溺愛はいらない。
『おいで、りぃ』
目の前で広げられた片腕。
ああ、もうこの人も、自分自身も騙すことはできない。
だって、私の心は、こんなにも彼の胸に飛びつきたいって叫んでる。
また、私は彼のそばに戻っていいのだろうか?
彼に愛されて、私の愛の形が歪まないのだろうか?
最後に、私の理性がそんなことを問いかけたような気がしたけれど、身体は彼の方へと向かっていく。
吸い込まれるように、彼の胸に抱きついた瞬間、真上にあった傘が下されて、次の瞬間––唇を奪われた。
「んっ……!」
触れただけで感じた熱。
いつのまにか腰に回された彼の腕の力で、もう放さないと言われているようだった。
「んんっ、芯…ッ」
唇を重ねる行為自体久しぶりのせいか、彼から降り注ぐ熱い口付けに息の仕方がわからなくなる。
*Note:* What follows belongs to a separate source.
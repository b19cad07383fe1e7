pub mod llm_client;

pub use llm_client::{InferenceClient, OpenAiCompatibleClient, EMPTY_RESPONSE_MARKER};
もう5年も経つと言うのに、私が感じるポイントをしっかり押さえてくるせいで、全身の力が入らない。
『まだ、足りない。』
「〜〜っ」
情熱的な瞳で見つめられたら、もう何も言えない。
昔も今も、私は彼のこういったものに弱いのだ。
つくづく思わせられるのは、足りないと思っているのは芯だけじゃなくて、私もだってこと。